What followed next was a small flood of playground drawings, all of which were given to us. According to her mother, when bedtime came, the artist insisted on taking crayons and paper to bed with her, because she didn’t want to stop drawing.

Have I actually become a role model for the next generation? It feels great.

Posted in painting

Friday Finished Object: Watercolor

Lindsay Weirich, the Frugal Crafter, recently produced a tutorial showing how to use granulating pigments to create texture in watercolor paintings.

Get the Most from Granulating Colors (you already have!) Watercolor Techniques Video! ‹ The Frugal Crafter Blog ‹ Reader — WordPress.com

I loved the tutorial and wanted to try her technique. But I had in mind a landscape. Specifically, I wanted to paint mountains.

One of the artists I follow is Mitch Zeissler. He posts photographs taken over the past ten or so years using a Leica 35mm film camera. The one I have in mind is a black and white picture of the Madison Range in Montana.

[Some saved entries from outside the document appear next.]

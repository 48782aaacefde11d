//! HTTP client abstraction for external API communication.
//!
//! This module provides a trait-based abstraction over HTTP clients, enabling
//! dependency injection and easy mocking in tests.

use async_trait::async_trait;
use reqwest::Client;
use std::time::Duration;
use thiserror::Error;

/// Status code and body of a completed HTTP exchange.
#[derive(Debug, Clone, PartialEq)]
pub struct HttpResponse {
    pub status: u16,
    pub body: String,
}

impl HttpResponse {
    pub fn is_success(&self) -> bool {
        (200..300).contains(&self.status)
    }
}

/// Failures that happen before a response is available.
#[derive(Debug, Error)]
pub enum TransportError {
    #[error("request timed out after {0:?}")]
    Timeout(Duration),
    #[error("{0}")]
    Other(String),
}

/// Trait for HTTP communication with external APIs.
///
/// This abstraction allows injecting mock HTTP clients for testing without
/// making real network requests.
#[async_trait]
pub trait HttpClient: Send + Sync {
    /// Sends a POST request with JSON body and returns the status and body.
    ///
    /// Non-2xx statuses are returned as responses, not errors; only failures
    /// to complete the exchange are errors.
    async fn post_json(
        &self,
        url: &str,
        headers: &[(&str, &str)],
        body: &serde_json::Value,
    ) -> Result<HttpResponse, TransportError>;
}

/// HTTP client implementation using reqwest.
pub struct ReqwestHttpClient {
    client: Client,
    timeout: Duration,
}

impl ReqwestHttpClient {
    /// Creates a client whose requests are abandoned after `timeout`.
    pub fn new(timeout: Duration) -> Self {
        Self {
            client: Client::new(),
            timeout,
        }
    }
}

#[async_trait]
impl HttpClient for ReqwestHttpClient {
    async fn post_json(
        &self,
        url: &str,
        headers: &[(&str, &str)],
        body: &serde_json::Value,
    ) -> Result<HttpResponse, TransportError> {
        let mut request = self.client.post(url).timeout(self.timeout);

        for (key, value) in headers {
            request = request.header(*key, *value);
        }

        let classify = |e: reqwest::Error| {
            if e.is_timeout() {
                TransportError::Timeout(self.timeout)
            } else {
                TransportError::Other(e.to_string())
            }
        };

        let response = request.json(body).send().await.map_err(classify)?;
        let status = response.status().as_u16();
        let body = response.text().await.map_err(classify)?;
        Ok(HttpResponse { status, body })
    }
}

#[cfg(test)]
mod tests {
    use super::*;

    #[test]
    fn test_success_range() {
        let ok = HttpResponse { status: 200, body: String::new() };
        let created = HttpResponse { status: 204, body: String::new() };
        let bad = HttpResponse { status: 400, body: String::new() };
        let redirect = HttpResponse { status: 302, body: String::new() };
        assert!(ok.is_success());
        assert!(created.is_success());
        assert!(!bad.is_success());
        assert!(!redirect.is_success());
    }

    #[test]
    fn test_timeout_error_message() {
        let err = TransportError::Timeout(Duration::from_secs(3));
        assert_eq!(err.to_string(), "request timed out after 3s");
    }
}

South Along the Madison Range – ÆtherPx (aetherpx.com)

What attracted my eye were the lines of the landscape. They drew a series of enclosed planes that could be filled with a variety of granulating colors in a wide range of values.

Once I had worked through that step, I painted the foreground with some imagined animals and prairie grasses. Today it was finished.

Thank you, Lindsay and Mitch for sharing your work and stoking my creativity.

Posted in painting

This week in #Worldwatercolormonth

Here is a small gallery of the paintings I did in response to World Watercolor Month daily prompts.  In viewing the images, you will notice that I discovered my orange paint this week.

070620 Flow

070720Free2

070820 Fall

07920 Fruit

071020Fast

 

071120

I’m happy today, also, because I received a delivery of art supplies, including white opaque paint, better known as Gouache.  Next week I will see what it can do.

Have a good week-end.

Posted in knitting

[Self] Censorship

Self portrait

This week blogger Sharon Mann’s post of masked women reminded me that I wanted to make a fiber piece on this same theme. The idea of self-censorship pokes into my brain from time to time. When does one decide to speak no more? Am I adding to the rattling noise of empty voices flooding the air? Am I speaking just one sentence too long? Is anyone listening? Or are we all talking to and about ourselves?

Then there is another take on the phrase: It could be : Say, “No More!” It’s time to demand that indifference and injustice cease.

To see Sharon’s work, visit: https://makeartmagichappens.com/2019/05/22/anonymous/

Later…. I shared this fiber object with my friend Kathy. She allowed her photo to be taken wearing the mask.

She also had some good suggestions on how to make this mask into one that could actually be used by people who need to wear them for health reasons.